Prague on Film
Discover which five famous films feature Prague landmarks you may recognize
Some of you may have seen Toyota’s new advert for the Yaris Hybrid in which the car is driven through the streets of Prague by various people singing along to pop classics – some tunefully, some not so tunefully.
This isn’t the first time that the naturally photogenic Prague has caught the eye of cinematographers, in fact Prague has been the location of many films. Here we list five films – either shot or set in Prague, or both – that feature a number of Prague landmarks you may recognize.
Set in the last days of Russian occupation in Prague, Kolya (1996) is a bittersweet comedy in which dedicated bachelor Franta played by acclaimed Czech actor Zdeněk Svěrak, who also wrote the film’s screenplay, enters a sham marriage with a Russian woman so she can gain Czech citizenship. After she steals away to West Germany to be with her boyfriend she leaves her young son, Kolya, with Franta and an unlikely bond develops between the pair. The critically acclaimed film, which as directed by Zdeněk’s son Jan Svěrak, won both the Academy Award ad Golden Globe for Best Foreign Language Film and makes use of Prague locations like Vinohradský hřbitov and Wenceslas Square.

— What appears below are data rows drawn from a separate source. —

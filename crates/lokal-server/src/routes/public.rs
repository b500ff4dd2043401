//! Visitor-facing endpoints: entitlements, feature gates, legal pages,
//! slug resolution and curated collections.

use axum::extract::State;
use axum::routing::get;
use axum::{Json, Router};
use lokal_core::models::legal_page::LegalPageKey;
use lokal_entitlements::catalog::PublicCollection;
use lokal_entitlements::legal::PublicLegalPage;
use lokal_entitlements::{Entitlements, PlaceGates, ResolvedSlug};
use surrealdb::Connection;
use uuid::Uuid;

use crate::error::ApiResult;
use crate::extract::{ApiPath, ApiQuery, SiteKeyQuery, parse_lang};
use crate::state::AppState;

pub fn router<C: Connection>() -> Router<AppState<C>> {
    Router::new()
        .route("/api/{lang}/entitlements", get(entitlements::<C>))
        .route("/api/{lang}/places/{place_id}/gates", get(place_gates::<C>))
        .route(
            "/api/public/{lang}/{site_key}/legal/{page}",
            get(legal_page::<C>),
        )
        .route(
            "/api/public/{lang}/{site_key}/resolve/{slug}",
            get(resolve_slug::<C>),
        )
        .route(
            "/api/public/{lang}/collections/{slug}",
            get(collection::<C>),
        )
}

/// Entitlements of the site addressed by `?siteKey=` (or the default
/// site).
async fn entitlements<C: Connection>(
    State(state): State<AppState<C>>,
    ApiPath(lang): ApiPath<String>,
    ApiQuery(query): ApiQuery<SiteKeyQuery>,
) -> ApiResult<Json<Entitlements>> {
    let lang = parse_lang(&lang)?;
    let site = state.resolver().resolve(lang, query.site_key()).await?;
    let entitlements = state.entitlements().get_by_site_id(site.site_id).await?;
    Ok(Json(entitlements))
}

async fn place_gates<C: Connection>(
    State(state): State<AppState<C>>,
    ApiPath((lang, place_id)): ApiPath<(String, Uuid)>,
    ApiQuery(query): ApiQuery<SiteKeyQuery>,
) -> ApiResult<Json<PlaceGates>> {
    let lang = parse_lang(&lang)?;
    let site = state.resolver().resolve(lang, query.site_key()).await?;
    let gates = state.upsell().place_gates(site.site_id, place_id).await?;
    Ok(Json(gates))
}

async fn legal_page<C: Connection>(
    State(state): State<AppState<C>>,
    ApiPath((lang, site_key, page)): ApiPath<(String, String, String)>,
) -> ApiResult<Json<PublicLegalPage>> {
    let lang = parse_lang(&lang)?;
    let page_key: LegalPageKey = page.parse()?;
    let page = state
        .legal_pages()
        .get_public(lang, Some(&site_key), page_key)
        .await?;
    Ok(Json(page))
}

async fn resolve_slug<C: Connection>(
    State(state): State<AppState<C>>,
    ApiPath((lang, site_key, slug)): ApiPath<(String, String, String)>,
) -> ApiResult<Json<ResolvedSlug>> {
    let lang = parse_lang(&lang)?;
    let resolved = state.slugs().resolve(lang, Some(&site_key), &slug).await?;
    Ok(Json(resolved))
}

async fn collection<C: Connection>(
    State(state): State<AppState<C>>,
    ApiPath((lang, slug)): ApiPath<(String, String)>,
) -> ApiResult<Json<PublicCollection>> {
    let lang = parse_lang(&lang)?;
    let collection = state.catalog().public_collection(&slug, lang).await?;
    Ok(Json(collection))
}
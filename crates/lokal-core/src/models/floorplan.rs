//! Place floorplans and the pins placed on them.
//!
//! Pin coordinates are normalized to the image: `(0, 0)` is the top-left
//! corner, `(1, 1)` the bottom-right.

use chrono::{DateTime, Utc};
use serde::{Deserialize, Serialize};
use uuid::Uuid;

use crate::error::{LokalError, LokalResult};

#[derive(Debug, Clone, Serialize, Deserialize, PartialEq)]
pub struct PlaceFloorplan {
    pub id: Uuid,
    pub site_id: Uuid,
    pub place_id: Uuid,
    pub title: String,
    pub image_url: String,
    pub sort_order: i64,
    pub is_active: bool,
    pub created_at: DateTime<Utc>,
    pub updated_at: DateTime<Utc>,
}

#[derive(Debug, Clone, Serialize, Deserialize)]
pub struct CreateFloorplan {
    pub site_id: Uuid,
    pub place_id: Uuid,
    pub title: String,
    pub image_url: String,
    /// Appended after the last floorplan when omitted.
    pub sort_order: Option<i64>,
}

#[derive(Debug, Clone, Serialize, Deserialize, Default)]
pub struct UpdateFloorplan {
    pub title: Option<String>,
    pub image_url: Option<String>,
    pub sort_order: Option<i64>,
    pub is_active: Option<bool>,
}

#[derive(Debug, Clone, Serialize, Deserialize, PartialEq)]
pub struct FloorplanPin {
    pub id: Uuid,
    pub site_id: Uuid,
    pub floorplan_id: Uuid,
    pub x: f64,
    pub y: f64,
    pub label: String,
    pub sort_order: i64,
    pub created_at: DateTime<Utc>,
    pub updated_at: DateTime<Utc>,
}

#[derive(Debug, Clone, Serialize, Deserialize)]
pub struct CreatePin {
    pub site_id: Uuid,
    pub floorplan_id: Uuid,
    pub x: f64,
    pub y: f64,
    pub label: String,
    pub sort_order: Option<i64>,
}

#[derive(Debug, Clone, Serialize, Deserialize, Default)]
pub struct UpdatePin {
    pub x: Option<f64>,
    pub y: Option<f64>,
    pub label: Option<String>,
    pub sort_order: Option<i64>,
}

/// Reject coordinates outside the normalized `0..=1` range (NaN included).
pub fn validate_coordinate(axis: &str, value: f64) -> LokalResult<()> {
    if (0.0..=1.0).contains(&value) {
        Ok(())
    } else {
        Err(LokalError::validation(format!(
            "pin coordinate {axis} must be between 0 and 1, got {value}"
        )))
    }
}

#[cfg(test)]
mod tests {
    use super::*;

    #[test]
    fn accepts_bounds_inclusive() {
        assert!(validate_coordinate("x", 0.0).is_ok());
        assert!(validate_coordinate("x", 1.0).is_ok());
        assert!(validate_coordinate("y", 0.42).is_ok());
    }

    #[test]
    fn rejects_out_of_range_and_nan() {
        assert!(validate_coordinate("x", -0.01).is_err());
        assert!(validate_coordinate("y", 1.5).is_err());
        assert!(validate_coordinate("y", f64::NAN).is_err());
    }
}
//! Domain models for Lokal.
//!
//! These are the core types shared across all crates. Every
//! site-owned entity carries a `site_id`; repositories take it as a
//! parameter to keep tenants isolated.

pub mod collection;
pub mod feature_subscription;
pub mod floorplan;
pub mod legal_page;
pub mod place;
pub mod price_band;
pub mod site;
pub mod site_key;
pub mod site_subscription;
pub mod slug;

/// Deserializer for `Option<Option<T>>` patch fields: a missing field
/// stays `None`, an explicit `null` becomes `Some(None)`.
///
/// Use together with `#[serde(default)]`.
pub fn double_option<'de, D, T>(deserializer: D) -> Result<Option<Option<T>>, D::Error>
where
    D: serde::Deserializer<'de>,
    T: serde::Deserialize<'de>,
{
    <Option<T> as serde::Deserialize>::deserialize(deserializer).map(Some)
}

The 2002 action film XXX stars Vin Diesel as Xander Cage, a former stuntman and extreme sports fanatic reluctantly recruited by the National Security Agency, as a spy sent to Prague to penetrate a Russian terrorist cell. As with many films falling into the action and spy genres, a typically convoluted plot ensues full of duplicity, car chases and explosions wit Samuel L. Jackson as a scar-faced senior NSA agent and the beautiful Asia Argento as Vin Diesel’s love interest. Recognisable filming locations include Týnska, the Powder Gate and a spectacular, action-packed scene involving the Vltava River, a speeding waterborne drone missile and Vin Diesel saving the day with the help of a parachute and some ingenious timing.
Steven Soderburgh’s mystery thriller Kafka (1991) starring Jeremy Irons as the eponymous writer is part loose biopic, part loose adaptation of Prague-born Kafka’s novels The Trial and The Castle. Set in Prague in 1919, in typical Kafkaesque fashion, the film blurs the lines between fact and fiction as Irons plays insurance worker Kafka who, following the murder of his co-worker, gets involved with a secret underground group. Shot in black and white, the atmospheric film includes scenes filmed at Prague Castle and Charles Bridge.
Brian De Palma’s 1996 films based on the 1960s and 1970s TV show of the same name, Mission: Impossible’s opening scenes show a moody, night time Prague with Tom Cruise as agent Ethan Hunt running around Charles Bridge and Malá Strana looking anguished as he witnesses several of his Impossible Mission Force agents killed off. Thus follows a plot with more twists than a corkscrew with espionage, double agentry and an exploding fish tank in a restaurant unleashing an impossible amount of water that allows Cruise to crash through a window and escape into the Prague night. Other filming locations include the Powder Tower and the National Museum.
For a city that embraced the music of Wolfgang Amadeus Mozart and saw the premiere of one of his most famous works, Don Giovani, Prague as certainly a befitting location in which to shoot the 1984 film Amadeus, even if the majority of the film is set in 18th century Vienna. Directed by native Czech Miloš Forman the film, which won Best Picture at the 57th Academy Awards, included scenes shot at the magnificent Gothic Church of St Giles and the Tyl Theatre, formerly the Estates Theatre, where Mozart actually first conducted Don Giovani.